So, wouldn’t bringing in humidors result in other ballparks playing like T-Mobile in 2021? No, I thought: it’ll have different impacts in different places (potentially increasing offense in places like San Francisco), but standardizing the way the ball is stored might eliminate unintended consequences of doing pretty fundamental things differently in different places. Maybe the ball will move more predictably (except in Colorado; sorry Rockies), maybe a new ball and the uniform humidor policy will usher in a new era of the game, with more action, more hits, more scoring on plays *other* than home runs.
Instead, what we’re seeing in the season’s first few weeks is…ok, yeah, pretty much every ballpark is playing like T-Mobile park in 2021. The league’s slash line thus far is .231/.308/.369. Not only did we slip back into the little batting ice age of 2010-2014, we’ve gone right past it, past 1968. It’s never been this low. But for those of us living on the leading edge, those of us watching the future emerge each day, those of us who lived through an exciting preview of the new world, this looks familiar. The M’s hit .226/.303/.385 last season, humidor and all.
The area that’s seen the biggest impact is the home run. They’re not just down, they’re falling through the floor. HRs per plate appearance are at 2.4%, down from 3.1% in April of 2021, and 3.4% in April of 2019. I’m not really sure what MLB anticipated, but I doubt it was this kind of impact.
That’s something of a theme these past several years: MLB is flummoxed by its own roll-out of a change or tweak. I think many fans are a bit sick of the juiced-ball era, and want to see runs scored in other ways. But the problem is that defenses are too good, pitching is too good, and the parks too physically small to score runs in other ways. Deadening the ball on hitters raised on “elevate and celebrate” – hitters who were richly rewarded for this approach in the bygone era of…2019 – will produce *outs* not hits. I know, I know: balls in play are good for viewers, even if they don’t result in hits. But I’m not sure a league-wide .230 average is a great way to sell the game, either. I don’t know; I’m a Mariners fan. I live in the future.

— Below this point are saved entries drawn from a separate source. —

impl Controller<'_> {
    fn step_timeout(&self) -> Duration {
        Duration::from_secs(self.cfg.interaction_timeout_secs)
    }

    async fn drive(&mut self) {
        while !self.state.depth_reached() && Instant::now() < self.deadline {
            let acted = self.probe_tabs().await
                || self.probe_load_more().await
                || self.probe_scroll().await
                || self.probe_pagination().await;
            if !acted {
                tracing::debug!(depth = self.state.depth, "no eligible interaction left");
                break;
            }
        }
    }

    async fn find(&self, selector: &str) -> Vec<Element> {
        match timeout(self.step_timeout(), self.page.find_elements(selector)).await {
            Ok(Ok(elements)) => elements,
            _ => Vec::new(),
        }
    }

    /// An element without a clickable point is hidden, zero-sized or
    /// obscured; the returned point is what we actually click.
    async fn clickable_point(&self, el: &Element) -> Option<Point> {
        el.clickable_point().await.ok()
    }

    async fn element_label(&self, el: &Element) -> String {
        el.inner_text()
            .await
            .ok()
            .flatten()
            .map(|t| sanitize_text(&t))
            .filter(|t| !t.is_empty())
            .map(|t| truncate(&t, MAX_LABEL_CHARS))
            .unwrap_or_else(|| "unlabeled".to_string())
    }

    async fn probe_tabs(&mut self) -> bool {
        let candidates = self.find(TAB_SELECTOR).await;
        for el in candidates.into_iter().take(MAX_TAB_CANDIDATES) {
            let label = self.element_label(&el).await;
            let target = format!("tab \"{label}\"");
            if self.state.blocked(&target) {
                continue;
            }
            let Some(point) = self.clickable_point(&el).await else {
                self.state.skip_once(
                    InteractionKind::ClickTab,
                    &target,
                    InteractionOutcome::SkippedNotVisible,
                );
                continue;
            };
            let applied = self
                .click_and_refresh(InteractionKind::ClickTab, &target, point)
                .await;
            if applied {
                self.state.remember_clicked(&target);
            }
            return applied;
        }
        false
    }

    async fn probe_load_more(&mut self) -> bool {
        let candidates = self.find(CLICKABLE_SELECTOR).await;
        let mut labels = Vec::with_capacity(candidates.len());
        for el in &candidates {
            labels.push(self.element_label(el).await);
        }
        let eligible = capped_matches(
            &labels,
            |label| label_matches(label, &self.cfg.load_more_labels),
            MAX_LOAD_MORE_CANDIDATES,
        );
        for idx in eligible {
            let target = format!("load-more \"{}\"", labels[idx]);
            if self.state.blocked(&target) {
                continue;
            }
            let Some(point) = self.clickable_point(&candidates[idx]).await else {
                self.state.skip_once(
                    InteractionKind::ClickLoadMore,
                    &target,
                    InteractionOutcome::SkippedNotVisible,
                );
                continue;
            };
            // Deliberately not remembered as clicked: the same button is
            // clicked again next cycle to load the next batch, until the
            // depth limit stops the run.
            return self
                .click_and_refresh(InteractionKind::ClickLoadMore, &target, point)
                .await;
        }
        false
    }

    /// Click, settle, verify we stayed on the original origin, then
    /// re-detect sections. A cross-origin landing is rolled back and the
    /// target retired.
    async fn click_and_refresh(
        &mut self,
        kind: InteractionKind,
        target: &str,
        point: Point,
    ) -> bool {
        match timeout(self.step_timeout(), self.page.click(point)).await {
            Err(_) => {
                self.state.timed_out(kind, target);
                return false;
            }
            Ok(Err(e)) => {
                self.state.retire(target);
                self.state
                    .interact_error(format!("click failed on {target}: {e}"));
                return false;
            }
            Ok(Ok(_)) => {}
        }

        tokio::time::sleep(Duration::from_millis(self.cfg.click_settle_ms)).await;

        if let Ok(Some(url_str)) = self.page.url().await {
            if let Ok(now) = Url::parse(&url_str) {
                if !same_origin(&now, &self.origin) {
                    let _ = timeout(self.step_timeout(), self.page.goto(self.current_url.as_str()))
                        .await;
                    self.state.retire(target);
                    self.state
                        .record(kind, target, InteractionOutcome::SkippedCrossDomain);
                    return false;
                }
                self.current_url = now;
            }
        }

        self.state.applied(kind, target);
        self.refresh_sections().await;
        true
    }

    /// Scroll to the bottom up to `max_scroll_attempts` times per cycle.
    /// A growing scroll height is the infinite-scroll signal; pages that
    /// merely re-layout lazy-loaded media can false-positive here, which
    /// is an accepted imprecision of the heuristic.
    async fn probe_scroll(&mut self) -> bool {
        if self.state.blocked(SCROLL_TARGET) {
            return false;
        }

        let mut grew = false;
        for _ in 0..self.cfg.max_scroll_attempts {
            let Some(before) = self.scroll_height().await else {
                break;
            };
            let call = CallFunctionOnParams::builder()
                .function_declaration("() => window.scrollTo(0, document.body.scrollHeight)")
                .build();
            let Ok(call) = call else {
                break;
            };
            match timeout(self.step_timeout(), self.page.evaluate_function(call)).await {
                Err(_) => {
                    self.state.timed_out(InteractionKind::Scroll, SCROLL_TARGET);
                    break;
                }
                Ok(Err(e)) => {
                    self.state.interact_error(format!("scroll failed: {e}"));
                    break;
                }
                Ok(Ok(_)) => {}
            }
            tokio::time::sleep(Duration::from_millis(self.cfg.scroll_delay_ms)).await;
            let Some(after) = self.scroll_height().await else {
                break;
            };
            if after > before {
                grew = true;
                self.state.count_scroll();
            } else {
                break;
            }
        }

        if grew {
            self.state.applied(InteractionKind::Scroll, SCROLL_TARGET);
            self.refresh_sections().await;
            true
        } else {
            false
        }
    }

    async fn scroll_height(&self) -> Option<i64> {
        let result = timeout(
            self.step_timeout(),
            self.page.evaluate("document.body.scrollHeight"),
        )
        .await
        .ok()?
        .ok()?;
        result.into_value::<i64>().ok()
    }

    /// Follow a same-origin "next page" link; the landed page replaces
    /// the working page and extends the visited trail.
    async fn probe_pagination(&mut self) -> bool {
        let candidates = self.find("a").await;
        let mut keys = Vec::with_capacity(candidates.len());
        for el in &candidates {
            let rel = el.attribute("rel").await.ok().flatten();
            let label = self.element_label(el).await;
            keys.push((rel, label));
        }
        let eligible = capped_matches(
            &keys,
            |(rel, label)| looks_like_next(rel.as_deref(), label),
            MAX_PAGINATION_CANDIDATES,
        );
        for idx in eligible {
            let el = &candidates[idx];
            let Some(href) = el.attribute("href").await.ok().flatten() else {
                continue;
            };
            let Ok(destination) = self.current_url.join(&href) else {
                continue;
            };
            let target = format!("paginate {destination}");
            if self.state.blocked(&target) {
                continue;
            }
            if !same_origin(&destination, &self.origin) {
                self.state.retire(&target);
                self.state.skip_once(
                    InteractionKind::Paginate,
                    &target,
                    InteractionOutcome::SkippedCrossDomain,
                );
                continue;
            }
            let Some(point) = self.clickable_point(el).await else {
                self.state.skip_once(
                    InteractionKind::Paginate,
                    &target,
                    InteractionOutcome::SkippedNotVisible,
                );
                continue;
            };

            match timeout(self.step_timeout(), self.page.click(point)).await {
                Err(_) => {
                    self.state.timed_out(InteractionKind::Paginate, &target);
                    return false;
                }
                Ok(Err(e)) => {
                    self.state.retire(&target);
                    self.state
                        .interact_error(format!("pagination click failed on {target}: {e}"));
                    return false;
                }
                Ok(Ok(_)) => {}
            }
            let _ = timeout(self.step_timeout(), self.page.wait_for_navigation()).await;

            if let Ok(Some(url_str)) = self.page.url().await {
                if let Ok(now) = Url::parse(&url_str) {
                    if !same_origin(&now, &self.origin) {
                        // The link lied about its destination; back out.
                        let _ = timeout(
                            self.step_timeout(),
                            self.page.goto(self.current_url.as_str()),
                        )
                        .await;
                        self.state.retire(&target);
                        self.state.record(
                            InteractionKind::Paginate,
                            &target,
                            InteractionOutcome::SkippedCrossDomain,
                        );
                        return false;
                    }
                    self.current_url = now;
                }
            }
            self.state.visit(self.current_url.to_string());

            self.state.remember_clicked(&target);
            self.state.applied(InteractionKind::Paginate, &target);
            self.refresh_sections().await;
            return true;
        }
        false
    }

    /// Re-run section detection on the live DOM. On failure the previous
    /// section set stays; the run always returns the best observed one.
    async fn refresh_sections(&mut self) {
        match timeout(self.step_timeout(), self.page.content()).await {
            Ok(Ok(html)) => {
                let dom = PageDom::parse(&html, self.current_url.clone(), self.cfg);
                self.sections = detect(&dom, self.cfg);
            }
            Ok(Err(e)) => self.state.parse_error(format!("re-detection failed: {e}")),
            Err(_) => self
                .state
                .parse_error("re-detection timed out".to_string()),
        }
    }
}
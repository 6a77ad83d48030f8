//! Converts a message into the on/off light schedule used by the audio clip.
//!
//! Timing follows the standard Morse convention in abstract units, where one
//! unit is the length of a dot:
//!
//! | element                         | light | units |
//! |---------------------------------|-------|-------|
//! | dot                             | on    | 1     |
//! | dash                            | on    | 3     |
//! | gap between symbols of a letter | off   | 1     |
//! | gap between letters of a word   | off   | 3     |
//! | gap between words               | off   | 7     |
//!
//! The clip was encoded with exactly these values, so they are fixed.

use std::num::NonZeroU32;

use serde::{Deserialize, Serialize};

use crate::alphabet::{symbols_for, units};

const SYMBOL_GAP_UNITS: NonZeroU32 = units(1);
const CHARACTER_GAP_UNITS: NonZeroU32 = units(3);
const WORD_GAP_UNITS: NonZeroU32 = units(7);

#[derive(Debug, Clone, Copy, PartialEq, Eq, Serialize, Deserialize)]
#[serde(rename_all = "lowercase")]
pub enum SegmentKind {
    On,
    Off,
}

impl SegmentKind {
    pub fn is_on(self) -> bool {
        matches!(self, SegmentKind::On)
    }
}

/// A stretch of constant light state measured in units.
#[derive(Debug, Clone, Copy, PartialEq, Eq, Serialize, Deserialize)]
pub struct Segment {
    pub kind: SegmentKind,
    pub length_units: NonZeroU32,
}

impl Segment {
    pub fn new(kind: SegmentKind, length_units: NonZeroU32) -> Self {
        Self { kind, length_units }
    }

    pub fn on(length_units: NonZeroU32) -> Self {
        Self::new(SegmentKind::On, length_units)
    }

    pub fn off(length_units: NonZeroU32) -> Self {
        Self::new(SegmentKind::Off, length_units)
    }

    pub fn units(&self) -> u32 {
        self.length_units.get()
    }
}

/// Builds the ordered segment list for `message`.
///
/// Words are separated by single spaces. Characters missing from the alphabet
/// are skipped along with the gap that would follow them; the gap written by
/// the preceding character stays, so such messages may render under- or
/// over-spaced.
pub fn build_schedule(message: &str) -> Vec<Segment> {
    let mut segments = Vec::new();
    let words: Vec<&str> = message.split(' ').collect();

    for (word_index, word) in words.iter().enumerate() {
        let chars: Vec<char> = word.chars().collect();

        for (char_index, c) in chars.iter().enumerate() {
            let Some(symbols) = symbols_for(*c) else {
                continue;
            };

            let mut emitted = false;
            for symbol in symbols {
                segments.push(Segment::on(symbol.units()));
                segments.push(Segment::off(SYMBOL_GAP_UNITS));
                emitted = true;
            }
            // No gap after the last symbol of a character.
            if emitted {
                segments.pop();
            }

            if char_index + 1 < chars.len() {
                segments.push(Segment::off(CHARACTER_GAP_UNITS));
            }
        }

        if word_index + 1 < words.len() {
            segments.push(Segment::off(WORD_GAP_UNITS));
        }
    }

    tracing::trace!(message, segments = segments.len(), "built morse schedule");
    segments
}

pub fn total_units(segments: &[Segment]) -> u64 {
    segments.iter().map(|segment| u64::from(segment.units())).sum()
}
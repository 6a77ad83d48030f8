use std::num::NonZeroU32;

use serde::{Deserialize, Serialize};

/// One element of a Morse character.
#[derive(Debug, Clone, Copy, PartialEq, Eq, Serialize, Deserialize)]
#[serde(rename_all = "lowercase")]
pub enum Symbol {
    Dot,
    Dash,
}

impl Symbol {
    /// Length of the lit stretch for this symbol, in units.
    pub fn units(self) -> NonZeroU32 {
        match self {
            Symbol::Dot => units(1),
            Symbol::Dash => units(3),
        }
    }

    fn from_code_char(c: u8) -> Option<Self> {
        match c {
            b'.' => Some(Symbol::Dot),
            b'-' => Some(Symbol::Dash),
            _ => None,
        }
    }
}

/// Compile-time checked unit count.
pub(crate) const fn units(count: u32) -> NonZeroU32 {
    match NonZeroU32::new(count) {
        Some(count) => count,
        None => panic!("morse element must last at least one unit"),
    }
}

/// International Morse table for the letters and digits carried by the clip.
pub const MORSE_TABLE: [(char, &str); 36] = [
    ('A', ".-"),
    ('B', "-..."),
    ('C', "-.-."),
    ('D', "-.."),
    ('E', "."),
    ('F', "..-."),
    ('G', "--."),
    ('H', "...."),
    ('I', ".."),
    ('J', ".---"),
    ('K', "-.-"),
    ('L', ".-.."),
    ('M', "--"),
    ('N', "-."),
    ('O', "---"),
    ('P', ".--."),
    ('Q', "--.-"),
    ('R', ".-."),
    ('S', "..."),
    ('T', "-"),
    ('U', "..-"),
    ('V', "...-"),
    ('W', ".--"),
    ('X', "-..-"),
    ('Y', "-.--"),
    ('Z', "--.."),
    ('0', "-----"),
    ('1', ".----"),
    ('2', "..---"),
    ('3', "...--"),
    ('4', "....-"),
    ('5', "....."),
    ('6', "-...."),
    ('7', "--..."),
    ('8', "---.."),
    ('9', "----."),
];

/// Returns the dot/dash string for `c`, ignoring case.
pub fn code_for(c: char) -> Option<&'static str> {
    let upper = c.to_ascii_uppercase();
    MORSE_TABLE
        .iter()
        .find(|(key, _)| *key == upper)
        .map(|(_, code)| *code)
}

pub fn symbols_for(c: char) -> Option<impl Iterator<Item = Symbol>> {
    code_for(c).map(|code| code.bytes().filter_map(Symbol::from_code_char))
}

/// Human-readable rendering: characters separated by a space, words by ` / `.
/// Characters outside the table are dropped.
pub fn render_code(message: &str) -> String {
    message
        .split(' ')
        .map(|word| {
            word.chars()
                .filter_map(code_for)
                .collect::<Vec<_>>()
                .join(" ")
        })
        .collect::<Vec<_>>()
        .join(" / ")
}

Of course, the greatest irony of all is that the one place that didn’t get the memo seems to be Seattle. League wide runs per game has dipped under 4 for the first time since the mid-1970s, but in Seattle, we’re playing Kingdome style: the M’s are scoring 5.67 runs per game. Sure, they’re averaging 3 per contest on the road, but hey, maybe we’re watching a new future emerge for the second straight year. Or maybe some intern thoughtfully left Seattle’s humidor unplugged. If that’s the case, that intern is a hero.
1: Frazier, DH
2: France, 1B
3: Winker, LF
4: Suarez, 3B
5: Crawford, SS
6: Toro, 2B
7: Rodriguez, CF
8: Kelenic, RF
9: Raleigh, C
SP: Flexen
Royals starter Brad Keller posted brilliant ERAs and mediocre K rates from 2018-2020. It seemed like a fluke until physicist Barton Smith’s research into the seam shifted wake, the odd, non-Magnus Force-induced movement. Smith was a seam shifted wake savant, giving his pitches odd movement, producing weak contact (but not whiffs). Eno Sarris wrote this great primer on SSW and Keller before the 2021 season that was to be his coming out party. Aaaaand then Keller got knocked around mercilessly last year. He looked like a different guy: higher K rate, but way too many walks and, in a first for him, a home run problem. How’s he faring this year? The K rate’s back down, he’s got a BABIP under .200, and an ERA under 2. The less said about his 2021, the better, I guess.
Sugarland’s in Tacoma tonight. They beat up on the host Rainiers yesterday, 6-3.
Arkansas beat Corpus Christi 9-5 thanks to a great start from Levi Stoudt. Cade Marlowe had 3 RBIs, and Zach DeLoach tripled. The two teams are back at it tonight.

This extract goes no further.